For what it's worth, I partially agree with jnordwick's comment. I've noticed an uptick over the last couple of months in the comments that receive public callouts feeling ideological in nature. It may just be based on who flags posts, since a lot of non polemic low quality posts seem to go dead after a few hours without any flagging, but it may be worth looking into this pattern, because I imagine you don't want to give off the perception that the public callouts come from having the wrong opinions instead of nonconstructive ones.
It would be helpful if you (or anyone) would send links to us at hn@ycombinator.com when you notice comments that break the site guidelines and don't seem to have been moderated. Examples would be comments that are generically ideological or unsubstantive or uncivil.
Whatever our biases are, they're not strongly ideological. I know this won't persuade anyone, but the reason is that after slogging through hundreds of thousands of internet comments, one's only response to what people call their "opinions" is exhaustion. It's as if someone has sandblasted the inside of your brain. The result is tedium, except that word doesn't convey how deep it goes. Imagine an existential void of pure tedium, tedium all around, nothing but tedium—then repeat that phrase a thousand times, and that'll be how we feel about these arguments.
HN moderation isn't about suppressing opinions, though commenters who get moderated sometimes feel like it must be. It's about damping repetition in the faint hope of mitigating tedium. I believe that serves the community, because most people don't come here for rehashes of flamewars. They come for something less predictable.
This would only explain why you don't reprimand some comments, not why you reprimand the comments you do.
Such as the example I gave in another cooment is definitely holding that comment to a higher standard than those you are more ideological sympathetic too.
If I were to point to a similar comment from the other side of the isle, you would rightly say it followed the site guidelines so it doesnt need to be flagged or the author scolded. However, your overly tight rein on one idiological side leads to a ratcheting down on it.
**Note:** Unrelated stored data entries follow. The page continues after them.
use crate::host::ImportHost;
use crate::host::normalize_path;
use std::cell::RefCell;
use std::collections::HashMap;
use std::io;
use std::path::Path;
use std::path::PathBuf;

/// An [`ImportHost`] over a fixed set of in-memory files.
///
/// Resolution is purely lexical (`.` and `..` are folded, nothing touches
/// the disk). Every read and every recorded dependency is logged so tests
/// can assert on the I/O the loader performed.
#[derive(Debug, Default)]
pub struct InMemoryImportHost {
    dependencies: RefCell<Vec<PathBuf>>,
    files: HashMap<PathBuf, Vec<u8>>,
    reads: RefCell<Vec<PathBuf>>,
    resolutions: RefCell<Vec<PathBuf>>,
}
impl InMemoryImportHost {
    pub fn new() -> Self {
        Self::default()
    }

    pub fn with_file(
        mut self,
        path: impl AsRef<Path>,
        content: impl Into<Vec<u8>>,
    ) -> Self {
        self.files.insert(normalize_path(path.as_ref()), content.into());
        self
    }

    /// Dependencies in the order they were recorded (duplicates kept).
    pub fn dependencies(&self) -> Vec<PathBuf> {
        self.dependencies.borrow().clone()
    }

    /// Paths passed to [`ImportHost::read`], in call order.
    pub fn reads(&self) -> Vec<PathBuf> {
        self.reads.borrow().clone()
    }

    /// Successfully resolved paths, in call order.
    pub fn resolutions(&self) -> Vec<PathBuf> {
        self.resolutions.borrow().clone()
    }
}

impl ImportHost for InMemoryImportHost {
    async fn read(&self, path: &Path) -> io::Result<Vec<u8>> {
        self.reads.borrow_mut().push(path.to_path_buf());
        self.files.get(&normalize_path(path)).cloned().ok_or_else(|| {
            io::Error::new(
                io::ErrorKind::NotFound,
                format!("no in-memory file at {}", path.display()),
            )
        })
    }

    async fn resolve(
        &self,
        base_dir: &Path,
        import_spec: &str,
    ) -> io::Result<PathBuf> {
        let candidate = normalize_path(&base_dir.join(import_spec));
        if !self.files.contains_key(&candidate) {
            return Err(io::Error::new(
                io::ErrorKind::NotFound,
                format!("no in-memory file at {}", candidate.display()),
            ));
        }
        self.resolutions.borrow_mut().push(candidate.clone());
        Ok(candidate)
    }

    async fn entry_path(&self, path: &Path) -> PathBuf {
        normalize_path(path)
    }

    fn record_dependency(&self, path: &Path) {
        self.dependencies.borrow_mut().push(path.to_path_buf());
    }
}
From what I see, the issue really isn't the ideology, it's the tone and/or substance of a post that really matters. "of course there is insider trading, duh" is significantly different from "Spoiler alert: Central planners' plans fail to materialize." The latter uses a speech pattern used in clickbait to illicit an emotional response, and the phrase "central planners" is a politically charged amplification of the actual situation.
The comment is certainly more productive than many others, but it commits the sin of calling the article "Communist apologia" and dang jumped on it. (I flagged dang's scolding for being inappropriate.)